Financial Instruments
The fair values of our Derivatives are recorded using an estimated
credit-adjusted mark-to-market valuation. If the Derivatives are in an
asset position (i.e., the counterparty owes Rogers), the credit spread for
the bank counterparty is added to the risk-free discount rate to
determine the estimated credit-adjusted value. If the Derivatives are in a
liability position (i.e., Rogers owes the counterparty), our credit spread is
added to the risk-free discount rate. The estimated credit-adjusted value
of Derivatives is affected by changes in credit spreads between us and
our counterparties.
Income and Other Taxes
We make income and other tax provisions based on information
currently available in each of the jurisdictions in which we operate.
While we believe we have paid and provided for adequate amounts of
tax, our business is complex and significant judgement is required in
interpreting tax legislation and regulations and estimating future levels
of taxable income. Our tax filings are subject to audit by the relevant
government revenue authorities and the results of the government
audit could materially change the amount of our actual income tax
expense, income taxes payable or receivable, other taxes payable or
receivable and deferred income tax assets and liabilities and could, in
certain circumstances, result in the assessment of interest and penalties.
Pension Benefits
When we account for defined benefit pension plans, assumptions are
made in determining the valuation of benefit obligations. Assumptions
and estimates include the discount rate, the rate of compensation
increase and the mortality rate. Changes to these primary assumptions
and estimates would affect the pension expense, pension asset and
liability and other comprehensive income. Changes in economic
conditions may also have an impact on our pension plan because there is
no assurance that the plan will be able to earn the assumed rate of
return.

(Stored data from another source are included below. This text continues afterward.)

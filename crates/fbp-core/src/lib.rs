//! Core domain logic for the feedback processor.
//!
//! This crate contains the fundamental types and transformations:
//! - Event model: raw IDE interaction events and their payloads
//! - Filtering: the cleanup chain run before any analysis
//! - Intervals: the generic stream-to-interval state machine and its
//!   active-window specialization
//! - Developers: identity records, duplicate consolidation, statistics
//! - Completion traces: interaction traces of completion sessions

pub mod completion;
pub mod concurrency;
pub mod developer;
pub mod event;
pub mod filter;
pub mod interval;
pub mod window;

mod types;

pub use completion::{CompletionAction, CompletionTrace, TraceExtractor};
pub use developer::{
    ConsolidationStats, Developer, DeveloperStatistics, DeveloperStore, consolidate,
    find_session_developer, statistics,
};
pub use event::{Activity, Event, EventKind};
pub use filter::{FilterChain, FilterStats};
pub use interval::{Interval, IntervalPolicy, StreamState};
pub use types::{DeveloperId, SessionId, ValidationError};
pub use window::{OUTSIDE_IDE, WindowPolicy, WindowUsageReport};
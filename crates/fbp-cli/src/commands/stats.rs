//! Stats command: participant-count bounds and session numbers.

use anyhow::Result;

use fbp_db::Database;

pub fn run(db: &Database) -> Result<()> {
    let stats = fbp_core::statistics(db)?;
    println!("sessions:                  {}", stats.sessions);
    println!("duplicated sessions:       {}", stats.duplicated_sessions);
    println!("developers (upper bound):  {}", stats.developers_upper_bound);
    println!("developers (lower bound):  {}", stats.developers_lower_bound);
    Ok(())
}
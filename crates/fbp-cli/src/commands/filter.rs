//! Filter command: report what the cleanup chain prunes.

use anyhow::Result;

use fbp_core::FilterChain;
use fbp_db::Database;

pub fn run(db: &Database, min_version: i32) -> Result<()> {
    let events = db.list_events()?;
    let chain = FilterChain::standard(min_version);
    let (_, stats) = chain.run(events);

    println!("events:  {}", stats.seen);
    println!("passed:  {}", stats.passed);
    for (name, rejected) in &stats.rejected {
        println!("{name}: {rejected} rejected");
    }
    Ok(())
}
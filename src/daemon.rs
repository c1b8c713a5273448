//! Detach from the terminal

use std::fs::OpenOptions;
use std::io;
use std::os::unix::io::AsRawFd;

/// Fork into the background.
///
/// The parent exits immediately. In the child, stdin/stdout/stderr are
/// pointed at `/dev/null` so descriptors opened later never reuse 0-2,
/// then a new session is started.
pub fn daemonize() -> io::Result<()> {
    // SAFETY: called before any other thread is spawned
    match unsafe { libc::fork() } {
        -1 => return Err(io::Error::last_os_error()),
        0 => {}
        _ => std::process::exit(0),
    }

    let null = OpenOptions::new().read(true).write(true).open("/dev/null")?;
    for fd in 0..=2 {
        // SAFETY: both descriptors are valid for the duration of the call
        if unsafe { libc::dup2(null.as_raw_fd(), fd) } == -1 {
            return Err(io::Error::last_os_error());
        }
    }

    // SAFETY: plain syscall without pointer arguments
    if unsafe { libc::setsid() } == -1 {
        return Err(io::Error::last_os_error());
    }
    Ok(())
}
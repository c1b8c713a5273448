//! Error types for capture, replay and configuration

use std::io;
use std::path::PathBuf;

use thiserror::Error;

/// Capture source could not be brought up
#[derive(Error, Debug)]
pub enum InitError {
    #[error("Cannot create capture on {device}: {source}")]
    Create {
        device: String,
        #[source]
        source: pcap::Error,
    },

    #[error("Cannot activate {device}: {source}")]
    Activate {
        device: String,
        #[source]
        source: pcap::Error,
    },

    #[error("{device} is not a USB monitoring device (link type {linktype})")]
    NotUsbMonitor { device: String, linktype: i32 },
}

/// Live capture stopped
#[derive(Error, Debug)]
pub enum CaptureError {
    #[error("Capture read failed: {0}")]
    Read(#[from] pcap::Error),

    #[error("Writing keystrokes failed: {0}")]
    Output(#[source] io::Error),
}

/// Offline replay failed
#[derive(Error, Debug)]
pub enum ReplayError {
    #[error("Cannot open {path}: {source}")]
    Open {
        path: PathBuf,
        #[source]
        source: io::Error,
    },

    #[error("PCAP parse error: {0}")]
    Parse(String),

    #[error("Capture is not from a USB monitoring device (link type {0})")]
    NotUsbMonitor(i32),

    #[error("Writing keystrokes failed: {0}")]
    Output(#[source] io::Error),
}

/// Invalid or unreadable settings
#[derive(Error, Debug)]
pub enum ConfigError {
    #[error("Cannot read config {path}: {source}")]
    Read {
        path: PathBuf,
        #[source]
        source: io::Error,
    },

    #[error("Invalid config {path}: {source}")]
    Parse {
        path: PathBuf,
        #[source]
        source: toml::de::Error,
    },

    #[error("Background option needs an output file (-o)")]
    DaemonWithoutOutput,
}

Market-driven changes may also result in changes in the discount
rates and other variables that would require us to make contributions in
the future that differ significantly from the current contributions and
assumptions incorporated into the actuarial valuation process.
The table below shows what the impact of an increase or decrease in
the primary assumptions and estimates on our accrued benefit
obligation and pension expense for 2013 would be:
(In millions of dollars)
Accrued benefit
obligation at end
of fiscal 2013
Pension
expense
fiscal 2013
Discount rate 5.10%4.50%
Impact of: 0.5%increase $ (105) $ (11)
0.5%decrease 120 13
Rate of compensation increase 3.00%3.00%
Impact of: 0.25%increase $ 14 $ 3
0.25%decrease (14) (2)
Mortality rate
Impact of: 1 year increase $ 26 $ 4
1 year decrease (27) (3)
Stock-Based Compensation
Stock Option Plans
Our employee stock option plans attach cash-settled share appreciation
rights (SARs) to all new and previously granted options. The SARs
feature allows the option holder to elect to receive in cash an amount
equal to the intrinsic value, instead of exercising the option and
acquiring Class B Non-Voting shares.
We measure stock-based compensation to employees at fair value. We
determine fair value of options using our Class B Non-Voting share
price and option pricing models, and record all outstanding stock
options as liabilities. The liability is marked-to-market in each period and
is amortized to expense using a graded vesting approach over the
period when employee services are rendered, or over the period to the
date an employee is eligible to retire, whichever is shorter. The expense
in each period is affected by the change in the price of our Class B Non-
Voting shares during the life of the option.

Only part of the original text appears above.